= Operation Urban Warrior =

American urban warfare exercise

Operation Urban Warrior was a United States Marine Corps program created as an exercise meant to plan and test Military Operations on Urbanized Terrain (MOUT) and urban warfare in general. It was developed in the mid-1990s by the Marine Corps Warfighting Laboratory partly in response to growing problems in inner-city fighting, and especially made urgent following the Battle of Mogadishu in 1993.

Press materials from the Warfighting Lab in 1997 stated, "..the world is becoming increasingly urbanized and increasingly dangerous" and described a new fight zone called the "urban littoral," or coastal zone where most of the world's population will reside. "Parts of the urban littoral will contain all the classic ingredients for conflict. There will be social, cultural, religious and tribal strife between different groups. Many areas will have scarce resources, including the most basic ones like food and shelter as populations grow and resources shrink even further. The chances for conflict will naturally grow with it".

Some preferred to call it the "Three Block War". The concern that Marines would be made responsible for humanitarian assistance, as evidenced by the Bosnian War, was part of the original planning of the program. According to a 1997 Defense Monitor brief, the Marines were facing the burden of excessive operational tempo related to humanitarian concerns. The importance of getting the military out of humanitarian relief was expressed in the 1997 Center for Defense Information brief.

==Background==

Our enemies, having watched Desert Storm on CNN, know they cannot engage the United States with conventional methods. These potential foes view cities as a way to limit the technical advantages of our military. They know that cities, with their narrow streets, confusing layout and large number of civilian non-combatants, place limits on our technological superiority and especially our use of firepower. We have to develop technologies that allow us to win while minimizing collateral damage.
— Colonel Mark Thiffault, Director, Joint Information Bureau, Urban Warrior

The program has been called one of the most important in the United States Armed Forces. This is because, even though the U.S. is believed to have one of the most powerful conventional military forces in the world, a number of the more powerful weapons systems intended for use fighting in open places are useless in urban settings. This was the case in some forested regions of Europe, and in open deserts encountered during the Gulf War and Iraq War. Lines of approach through cities tend to be long and narrow, with sharp turns, civilians, street traffic and local commerce. This environment is one where heavy fighting vehicles like the M1 Abrams can not maneuver well, avoid being seen from a long distance by potential hostiles, nor be certain that all ground surfaces will support vehicle weight.
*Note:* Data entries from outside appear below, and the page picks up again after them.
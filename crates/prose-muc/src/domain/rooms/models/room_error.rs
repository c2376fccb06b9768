// prose-core-client/prose-muc
//
// Copyright: 2023, Marc Bauer <mb@nesium.com>
// License: Mozilla Public License v2.0 (MPL v2.0)

use crate::domain::shared::models::{Nickname, RoomId};

use super::MucError;

#[derive(thiserror::Error, Debug, Clone, PartialEq)]
pub enum RoomValidationError {
    #[error("Unknown affiliation '{0}'.")]
    UnknownAffiliation(String),
    #[error("Unknown role '{0}'.")]
    UnknownRole(String),
}

/// Errors a room operation can fail with after it has been handed to the backend.
#[derive(thiserror::Error, Debug, Clone, PartialEq)]
pub enum RoomOperationError {
    #[error(transparent)]
    Muc(#[from] MucError),
    #[error("Room operation timed out.")]
    TimedOut,
    /// The connection was lost while the operation was in flight.
    #[error("The connection was lost before the room operation completed.")]
    Disconnected,
    #[error("The backend dropped the room operation without reporting a result.")]
    Aborted,
    #[error("Room operation failed: {msg}")]
    Generic { msg: String },
}

#[derive(thiserror::Error, Debug)]
pub enum RoomError {
    #[error("Room {0} has been closed.")]
    RoomIsClosed(RoomId),
    #[error("Could not find occupant '{nickname}' in room {room_id}.")]
    OccupantNotFound { room_id: RoomId, nickname: Nickname },
    #[error("Our user is not joined to room {0}.")]
    NotJoined(RoomId),
    #[error("Not allowed to {action} in room {room_id}.")]
    NotAllowed { room_id: RoomId, action: String },
    #[error("A '{operation}' operation is already in progress in room {room_id}.")]
    OperationInProgress { room_id: RoomId, operation: String },
    #[error(transparent)]
    RoomValidationError(#[from] RoomValidationError),
    #[error(transparent)]
    RoomOperationError(#[from] RoomOperationError),
    #[error(transparent)]
    Anyhow(#[from] anyhow::Error),
}
// prose-core-client/prose-muc
//
// Copyright: 2023, Marc Bauer <mb@nesium.com>
// License: Mozilla Public License v2.0 (MPL v2.0)

pub mod rooms;
pub mod shared;
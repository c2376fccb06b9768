// prose-core-client/prose-muc
//
// Copyright: 2023, Marc Bauer <mb@nesium.com>
// License: Mozilla Public License v2.0 (MPL v2.0)

use std::fmt::{Debug, Display, Formatter};
use std::str::FromStr;

use jid::BareJid;

/// The real (bare) address of a user, as opposed to their nickname within a room.
#[derive(Clone, PartialEq, Eq, Hash)]
pub struct UserId(BareJid);

impl UserId {
    pub fn into_inner(self) -> BareJid {
        self.0
    }
}

impl From<BareJid> for UserId {
    fn from(value: BareJid) -> Self {
        UserId(value)
    }
}

impl AsRef<BareJid> for UserId {
    fn as_ref(&self) -> &BareJid {
        &self.0
    }
}

impl Debug for UserId {
    fn fmt(&self, f: &mut Formatter<'_>) -> std::fmt::Result {
        write!(f, "UserId({})", self.0)
    }
}

impl Display for UserId {
    fn fmt(&self, f: &mut Formatter<'_>) -> std::fmt::Result {
        write!(f, "{}", self.0)
    }
}

impl FromStr for UserId {
    type Err = jid::Error;

    fn from_str(s: &str) -> Result<Self, Self::Err> {
        Ok(Self(BareJid::from_str(s)?))
    }
}
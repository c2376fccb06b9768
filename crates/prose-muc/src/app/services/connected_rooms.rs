// prose-core-client/prose-muc
//
// Copyright: 2023, Marc Bauer <mb@nesium.com>
// License: Mozilla Public License v2.0 (MPL v2.0)

use std::collections::HashMap;
use std::sync::Arc;

use parking_lot::RwLock;

use crate::app::services::RoomSession;
use crate::domain::shared::models::RoomId;

/// The room sessions server events are routed to.
#[derive(Clone, Default)]
pub struct ConnectedRooms {
    sessions: Arc<RwLock<HashMap<RoomId, RoomSession>>>,
}

impl ConnectedRooms {
    /// Registers `session`, returning the session previously registered for the same room.
    pub fn insert(&self, session: RoomSession) -> Option<RoomSession> {
        self.sessions
            .write()
            .insert(session.room_id().clone(), session)
    }

    pub fn get(&self, room_id: &RoomId) -> Option<RoomSession> {
        self.sessions.read().get(room_id).cloned()
    }

    pub fn remove(&self, room_id: &RoomId) -> Option<RoomSession> {
        self.sessions.write().remove(room_id)
    }

    pub fn all(&self) -> Vec<RoomSession> {
        self.sessions.read().values().cloned().collect()
    }

    pub fn len(&self) -> usize {
        self.sessions.read().len()
    }

    pub fn is_empty(&self) -> bool {
        self.sessions.read().is_empty()
    }
}
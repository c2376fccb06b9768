// prose-core-client/prose-muc
//
// Copyright: 2023, Marc Bauer <mb@nesium.com>
// License: Mozilla Public License v2.0 (MPL v2.0)

use strum_macros::{Display, EnumIter};

use crate::domain::rooms::models::{
    MucError, Occupant, OccupantChange, RoomClosedReason, RoomConfig,
};
use crate::domain::shared::models::Nickname;

/// Events published on a room's event bus. Each event carries a snapshot of the state it is about
/// so that subscribers don't need to read the room.
#[derive(Debug, Clone, PartialEq)]
pub enum RoomEvent {
    SelfJoined {
        occupant: Occupant,
    },
    OccupantJoined {
        occupant: Occupant,
    },
    OccupantUpdated {
        occupant: Occupant,
        change: OccupantChange,
    },
    OccupantLeft {
        occupant: Occupant,
    },
    RoomInfoReceived {
        config: RoomConfig,
    },
    MessageReceived {
        /// `None` if the message was sent by the room itself.
        nickname: Option<Nickname>,
        body: String,
    },
    LoggingEnabled,
    LoggingDisabled,
    RegistrationRequired {
        nickname: Option<Nickname>,
    },
    NicknameConflict {
        nickname: Option<Nickname>,
    },
    PreSwitchToLobby,
    PreSwitchToMain,
    SubjectChanged {
        subject: Option<String>,
    },
    ErrorReceived {
        error: MucError,
    },
    RoomClosed {
        reason: RoomClosedReason,
    },
}

#[derive(Debug, Clone, Copy, PartialEq, Eq, Hash, Display, EnumIter)]
#[strum(serialize_all = "kebab-case")]
pub enum RoomEventType {
    SelfJoined,
    OccupantJoined,
    OccupantUpdated,
    OccupantLeft,
    RoomInfoReceived,
    MessageReceived,
    LoggingEnabled,
    LoggingDisabled,
    RegistrationRequired,
    NicknameConflict,
    PreSwitchToLobby,
    PreSwitchToMain,
    SubjectChanged,
    #[strum(to_string = "room-error-received")]
    ErrorReceived,
    RoomClosed,
}

impl RoomEvent {
    pub fn event_type(&self) -> RoomEventType {
        match self {
            Self::SelfJoined { .. } => RoomEventType::SelfJoined,
            Self::OccupantJoined { .. } => RoomEventType::OccupantJoined,
            Self::OccupantUpdated { .. } => RoomEventType::OccupantUpdated,
            Self::OccupantLeft { .. } => RoomEventType::OccupantLeft,
            Self::RoomInfoReceived { .. } => RoomEventType::RoomInfoReceived,
            Self::MessageReceived { .. } => RoomEventType::MessageReceived,
            Self::LoggingEnabled => RoomEventType::LoggingEnabled,
            Self::LoggingDisabled => RoomEventType::LoggingDisabled,
            Self::RegistrationRequired { .. } => RoomEventType::RegistrationRequired,
            Self::NicknameConflict { .. } => RoomEventType::NicknameConflict,
            Self::PreSwitchToLobby => RoomEventType::PreSwitchToLobby,
            Self::PreSwitchToMain => RoomEventType::PreSwitchToMain,
            Self::SubjectChanged { .. } => RoomEventType::SubjectChanged,
            Self::ErrorReceived { .. } => RoomEventType::ErrorReceived,
            Self::RoomClosed { .. } => RoomEventType::RoomClosed,
        }
    }
}
// prose-core-client/prose-muc
//
// Copyright: 2023, Marc Bauer <mb@nesium.com>
// License: Mozilla Public License v2.0 (MPL v2.0)

use std::fmt::{Display, Formatter};
use std::str::FromStr;

use serde::{Deserialize, Serialize};
use strum_macros::EnumIter;

use super::RoomValidationError;

/// The long-lived membership grade of a user relative to a room (XEP-0045, 5.2).
///
/// Affiliations are values. An occupant's affiliation is replaced wholesale when it changes.
#[derive(Debug, PartialEq, Eq, Hash, Clone, Copy, Default, EnumIter, Serialize, Deserialize)]
#[serde(rename_all = "lowercase")]
pub enum RoomAffiliation {
    /// The user who created the room, or who got appointed by its creator
    /// to be their equal.
    Owner,

    /// A user who has been empowered by an owner to do administrative
    /// operations.
    Admin,

    /// A user who is whitelisted to speak in moderated rooms, or to join a
    /// member-only room.
    Member,

    /// A user who has been banned from this room.
    Outcast,

    /// A normal participant.
    #[default]
    None,
}

impl RoomAffiliation {
    /// True only for `Admin`. Owners are not reported as admins.
    pub fn is_admin(&self) -> bool {
        matches!(self, Self::Admin)
    }

    pub fn is_banned(&self) -> bool {
        matches!(self, Self::Outcast)
    }

    /// Admins and owners are members too.
    pub fn is_member(&self) -> bool {
        matches!(self, Self::Member | Self::Admin | Self::Owner)
    }

    pub fn is_owner(&self) -> bool {
        matches!(self, Self::Owner)
    }

    pub fn is_none(&self) -> bool {
        matches!(self, Self::None)
    }

    pub fn name(&self) -> &'static str {
        match self {
            Self::None => "none",
            Self::Outcast => "outcast",
            Self::Member => "member",
            Self::Admin => "admin",
            Self::Owner => "owner",
        }
    }

    /// Returns true if `self` ranks below `other`.
    ///
    /// This is not a consistent order: `Outcast` is lower than everything (including itself) while
    /// `None` is lower than everything that isn't `None`, so `None` and `Outcast` are both lower
    /// than each other.
    pub fn is_lower_than(&self, other: &RoomAffiliation) -> bool {
        match self {
            Self::None => !other.is_none(),
            Self::Outcast => true,
            Self::Member => other.is_admin() || other.is_owner(),
            Self::Admin => other.is_owner(),
            Self::Owner => false,
        }
    }

    /// Returns true if `other` should be treated as a different affiliation than `self`.
    pub fn is_different_from(&self, other: &RoomAffiliation) -> bool {
        match self {
            Self::None => !other.is_none(),
            Self::Outcast => !other.is_banned(),
            // Admins and owners are members as well, but they're still a different affiliation.
            Self::Member => !other.is_member() || other.is_admin() || other.is_owner(),
            Self::Admin => !other.is_admin(),
            Self::Owner => !other.is_owner(),
        }
    }
}

impl FromStr for RoomAffiliation {
    type Err = RoomValidationError;

    fn from_str(s: &str) -> Result<Self, Self::Err> {
        match s {
            "none" => Ok(Self::None),
            "outcast" => Ok(Self::Outcast),
            "member" => Ok(Self::Member),
            "admin" => Ok(Self::Admin),
            "owner" => Ok(Self::Owner),
            _ => Err(RoomValidationError::UnknownAffiliation(s.to_string())),
        }
    }
}

impl Display for RoomAffiliation {
    fn fmt(&self, f: &mut Formatter<'_>) -> std::fmt::Result {
        f.write_str(self.name())
    }
}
Inhabitants may have any of a huge number of possible reactions, including anger, resentment, disrespect, and a strong potential for spontaneous protest, disorder, and uninitiated response. Those who are friendly may be desperate for assistance but afraid, increasing the risk of stampedes and other problems. Those who are hostile will be on their home ground, have familiarity with the terrain, and decide to defend their home turf. Furthermore, those who use unconventional warfare will have found protection among inhabitants. To use options like airstrikes, artillery, and mortars against cities will have a high cost in missed targets and civilian casualties. History records multiple military operations involving cities, of which a large number degenerated into torturous situations with massive casualties. Stalingrad and Saigon are two modern examples.

As the world's population becomes concentrated in cities, current and future fighting will likely take place within them. This means there will be an increase in demand for infantrymen, because infantrymen are uniquely able to enter built-up areas, uproot and clear them, defend them, and even search local residences. This is one reason why United States military leaders' plans include the reasonable assumption that the infantryman's role in combat operations will increase rather than decrease in the coming years, such as the Land Warrior system.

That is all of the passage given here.